* REQUIRED ACTION *
Starting with the first line and ending with the one that holds "is not resident", retype the entries exactly.

BEGIN MATERIALS PROVIDED

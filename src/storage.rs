//! Storage layer implementation for pagedb.
//!
//! This module provides page-based persistence. Key components:
//!
//! - **SlottedPage**: Fixed-size block with a slot directory and packed record data
//! - **PageStore**: Append-only file of pages; the only code that touches the disk
//! - **PageCache**: Bounded in-memory set of pages with pluggable eviction (LRU)
//!
//! There is no write-ahead log. Pages reach disk when they are evicted or
//! flushed explicitly, and each write is synchronous.

pub mod buffer;
pub mod disk;
pub mod error;
pub mod page;

pub use buffer::lru::LruPolicy;
pub use buffer::policy::EvictionPolicy;
pub use buffer::{CacheStats, PageCache};
pub use disk::PageStore;
pub use error::{StorageError, StorageResult};
pub use page::{PageId, PageLayout, SlotId, SlottedPage};
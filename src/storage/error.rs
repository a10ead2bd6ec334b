//! Storage layer error types.

use crate::storage::page::PageId;
use thiserror::Error;

/// Errors that can occur in the storage layer.
#[derive(Error, Debug)]
pub enum StorageError {
    #[error("Page is full: requires {required} bytes but only {available} available")]
    PageFull { required: usize, available: usize },

    #[error("Invalid slot ID: {slot_id} (max: {max_slots})")]
    InvalidSlotId { slot_id: u16, max_slots: u16 },

    #[error("Record of {size} bytes can never fit in a page with {capacity} bytes of data space")]
    RecordTooLarge { size: usize, capacity: usize },

    #[error("Page not found: {0}")]
    PageNotFound(PageId),

    #[error("Page {0} is not resident in the page cache")]
    PageNotResident(PageId),

    #[error("Invalid page layout: {0}")]
    InvalidLayout(String),

    #[error("Corrupted page data: {0}")]
    Corrupted(String),

    #[error("Short read on page {page_id}: got {read} bytes")]
    ShortRead { page_id: PageId, read: usize },

    #[error("IO error: {0}")]
    Io(#[from] std::io::Error),
}

impl StorageError {
    /// Whether this error signals a failed read or write against the page
    /// file. Such failures are not retried.
    pub fn is_fatal(&self) -> bool {
        matches!(self, StorageError::ShortRead { .. } | StorageError::Io(_))
    }
}

/// Result type for storage operations.
pub type StorageResult<T> = Result<T, StorageError>;
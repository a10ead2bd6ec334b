pub mod page_store;

pub use page_store::PageStore;
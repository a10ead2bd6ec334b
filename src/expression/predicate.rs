//! Predicate trees evaluated against rows.

use crate::access::Value;
use crate::expression::{ComparisonOperator, ExpressionError, ExpressionResult, LogicOperator};
use std::fmt;

/// One side of a comparison
#[derive(Debug, Clone, PartialEq)]
pub enum Operand {
    Literal(Value),
    Column(usize),
}

impl Operand {
    fn resolve<'a>(&'a self, row: &'a [Value]) -> ExpressionResult<&'a Value> {
        match self {
            Operand::Literal(value) => Ok(value),
            Operand::Column(index) => row.get(*index).ok_or(ExpressionError::ColumnOutOfBounds {
                index: *index,
                width: row.len(),
            }),
        }
    }
}

impl fmt::Display for Operand {
    fn fmt(&self, f: &mut fmt::Formatter<'_>) -> fmt::Result {
        match self {
            Operand::Literal(Value::Text(s)) => write!(f, "'{}'", s),
            Operand::Literal(value) => write!(f, "{}", value),
            Operand::Column(index) => write!(f, "#{}", index),
        }
    }
}

/// `left <op> right` over operands of the same type
#[derive(Debug, Clone, PartialEq)]
pub struct SimplePredicate {
    pub left: Operand,
    pub op: ComparisonOperator,
    pub right: Operand,
}

impl SimplePredicate {
    pub fn new(left: Operand, op: ComparisonOperator, right: Operand) -> Self {
        Self { left, op, right }
    }

    /// Compare the operands. Operands of different types are an error.
    pub fn evaluate(&self, row: &[Value]) -> ExpressionResult<bool> {
        let left = self.left.resolve(row)?;
        let right = self.right.resolve(row)?;
        Ok(self.op.matches(left.compare(right)?))
    }
}

/// Children joined by AND or OR, evaluated left to right with short-circuit
#[derive(Debug, Clone, PartialEq)]
pub struct ComplexPredicate {
    pub op: LogicOperator,
    pub children: Vec<Predicate>,
}

impl ComplexPredicate {
    pub fn new(op: LogicOperator, children: Vec<Predicate>) -> Self {
        Self { op, children }
    }

    pub fn evaluate(&self, row: &[Value]) -> ExpressionResult<bool> {
        // AND stops at the first false, OR at the first true
        let stop_on = !self.op.identity();
        for child in &self.children {
            if child.evaluate(row)? == stop_on {
                return Ok(stop_on);
            }
        }
        Ok(self.op.identity())
    }
}

#[derive(Debug, Clone, PartialEq)]
pub enum Predicate {
    Simple(SimplePredicate),
    Complex(ComplexPredicate),
}

impl Predicate {
    pub fn evaluate(&self, row: &[Value]) -> ExpressionResult<bool> {
        match self {
            Predicate::Simple(p) => p.evaluate(row),
            Predicate::Complex(p) => p.evaluate(row),
        }
    }

    pub fn compare(left: Operand, op: ComparisonOperator, right: Operand) -> Self {
        Predicate::Simple(SimplePredicate::new(left, op, right))
    }

    fn column_literal(column: usize, op: ComparisonOperator, value: impl Into<Value>) -> Self {
        Self::compare(Operand::Column(column), op, Operand::Literal(value.into()))
    }

    pub fn column_eq(column: usize, value: impl Into<Value>) -> Self {
        Self::column_literal(column, ComparisonOperator::Eq, value)
    }

    pub fn column_ne(column: usize, value: impl Into<Value>) -> Self {
        Self::column_literal(column, ComparisonOperator::Ne, value)
    }

    pub fn column_gt(column: usize, value: impl Into<Value>) -> Self {
        Self::column_literal(column, ComparisonOperator::Gt, value)
    }

    pub fn column_ge(column: usize, value: impl Into<Value>) -> Self {
        Self::column_literal(column, ComparisonOperator::Ge, value)
    }

    pub fn column_lt(column: usize, value: impl Into<Value>) -> Self {
        Self::column_literal(column, ComparisonOperator::Lt, value)
    }

    pub fn column_le(column: usize, value: impl Into<Value>) -> Self {
        Self::column_literal(column, ComparisonOperator::Le, value)
    }

    /// Compare two columns of the same row
    pub fn columns(left: usize, op: ComparisonOperator, right: usize) -> Self {
        Self::compare(Operand::Column(left), op, Operand::Column(right))
    }

    pub fn and(children: Vec<Predicate>) -> Self {
        Predicate::Complex(ComplexPredicate::new(LogicOperator::And, children))
    }

    pub fn or(children: Vec<Predicate>) -> Self {
        Predicate::Complex(ComplexPredicate::new(LogicOperator::Or, children))
    }
}

impl fmt::Display for Predicate {
    fn fmt(&self, f: &mut fmt::Formatter<'_>) -> fmt::Result {
        match self {
            Predicate::Simple(p) => write!(f, "{} {} {}", p.left, p.op, p.right),
            Predicate::Complex(p) if p.children.is_empty() => {
                write!(f, "{}", if p.op.identity() { "TRUE" } else { "FALSE" })
            }
            Predicate::Complex(p) => {
                write!(f, "(")?;
                for (i, child) in p.children.iter().enumerate() {
                    if i > 0 {
                        write!(f, " {} ", p.op)?;
                    }
                    write!(f, "{}", child)?;
                }
                write!(f, ")")
            }
        }
    }
}

#[cfg(test)]
mod tests {
    use super::*;
    use crate::access::{DataType, ValueError};

    fn row() -> Vec<Value> {
        vec![Value::Int32(10), Value::Float32(2.5), Value::from("abc")]
    }

    #[test]
    fn test_simple_predicate() -> ExpressionResult<()> {
        let row = row();

        assert!(Predicate::column_eq(0, 10).evaluate(&row)?);
        assert!(!Predicate::column_ne(0, 10).evaluate(&row)?);
        assert!(Predicate::column_gt(0, 9).evaluate(&row)?);
        assert!(!Predicate::column_gt(0, 10).evaluate(&row)?);
        assert!(Predicate::column_ge(0, 10).evaluate(&row)?);
        assert!(Predicate::column_lt(1, 3.0f32).evaluate(&row)?);
        assert!(Predicate::column_le(2, "abc").evaluate(&row)?);
        assert!(!Predicate::column_lt(2, "abb").evaluate(&row)?);
        Ok(())
    }

    #[test]
    fn test_literal_on_left() -> ExpressionResult<()> {
        let predicate = Predicate::compare(
            Operand::Literal(Value::Int32(5)),
            ComparisonOperator::Lt,
            Operand::Column(0),
        );
        assert!(predicate.evaluate(&row())?);
        Ok(())
    }

    #[test]
    fn test_type_mismatch_is_error() {
        let result = Predicate::column_eq(0, "10").evaluate(&row());
        assert_eq!(
            result,
            Err(ExpressionError::Value(ValueError::TypeMismatch {
                left: DataType::Int32,
                right: DataType::Text,
            }))
        );

        assert!(Predicate::columns(0, ComparisonOperator::Eq, 1)
            .evaluate(&row())
            .is_err());
    }

    #[test]
    fn test_column_out_of_bounds() {
        assert_eq!(
            Predicate::column_eq(7, 1).evaluate(&row()),
            Err(ExpressionError::ColumnOutOfBounds { index: 7, width: 3 })
        );
    }

    #[test]
    fn test_and_or() -> ExpressionResult<()> {
        let row = row();
        let gt5 = Predicate::column_gt(0, 5);
        let lt8 = Predicate::column_lt(0, 8);

        assert!(!Predicate::and(vec![gt5.clone(), lt8.clone()]).evaluate(&row)?);
        assert!(Predicate::or(vec![gt5.clone(), lt8.clone()]).evaluate(&row)?);
        assert!(Predicate::or(vec![lt8.clone(), gt5.clone()]).evaluate(&row)?);

        // Nested
        let nested = Predicate::and(vec![
            Predicate::or(vec![lt8, Predicate::column_eq(2, "abc")]),
            gt5,
        ]);
        assert!(nested.evaluate(&row)?);
        Ok(())
    }

    #[test]
    fn test_empty_connectives() -> ExpressionResult<()> {
        assert!(Predicate::and(vec![]).evaluate(&row())?);
        assert!(!Predicate::or(vec![]).evaluate(&row())?);
        Ok(())
    }

    #[test]
    fn test_short_circuit_skips_errors() -> ExpressionResult<()> {
        let row = row();
        let mismatch = Predicate::column_eq(0, "x");

        // The failing child is never reached
        assert!(!Predicate::and(vec![Predicate::column_lt(0, 0), mismatch.clone()]).evaluate(&row)?);
        assert!(Predicate::or(vec![Predicate::column_gt(0, 0), mismatch.clone()]).evaluate(&row)?);

        // But it is reached when the first child does not decide the result
        assert!(Predicate::and(vec![Predicate::column_gt(0, 0), mismatch]).evaluate(&row).is_err());
        Ok(())
    }

    #[test]
    fn test_display() {
        let predicate = Predicate::and(vec![
            Predicate::column_gt(1, 100),
            Predicate::column_lt(1, 200),
            Predicate::column_ne(2, "x"),
        ]);
        assert_eq!(predicate.to_string(), "(#1 > 100 AND #1 < 200 AND #2 != 'x')");
        assert_eq!(Predicate::or(vec![]).to_string(), "FALSE");
    }
}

END MATERIALS PROVIDED

* RESPONSE AREA *
filename src/storage.rs
//! Storage layer implementation for pagedb.
//!
//! This module provides page-based persistence. Key components:
//!
//! - **SlottedPage**: Fixed-size block with a slot directory and packed record data
//! - **PageStore**: Append-only file of pages; the only code that touches the disk
//! - **PageCache**: Bounded in-memory set of pages with pluggable eviction (LRU)
//!
//! There is no write-ahead log. Pages reach disk when they are evicted or
//! flushed explicitly, and each write is synchronous.

pub mod buffer;
pub mod disk;
pub mod error;
pub mod page;

pub use buffer::lru::LruPolicy;
pub use buffer::policy::EvictionPolicy;
pub use buffer::{CacheStats, PageCache};
pub use disk::PageStore;
pub use error::{StorageError, StorageResult};
pub use page::{PageId, PageLayout, SlotId, SlottedPage};
filename src/storage/error.rs
repository a10ead2bd6ec334b
//! Storage layer error types.

use crate::storage::page::PageId;
use thiserror::Error;

/// Errors that can occur in the storage layer.
#[derive(Error, Debug)]
pub enum StorageError {
    #[error("Page is full: requires {required} bytes but only {available} available")]
    PageFull { required: usize, available: usize },

    #[error("Invalid slot ID: {slot_id} (max: {max_slots})")]
    InvalidSlotId { slot_id: u16, max_slots: u16 },

    #[error("Record of {size} bytes can never fit in a page with {capacity} bytes of data space")]
    RecordTooLarge { size: usize, capacity: usize },

    #[error("Page not found: {0}")]
    PageNotFound(PageId),

    #[error("Page {0} is not resident in the page cache")]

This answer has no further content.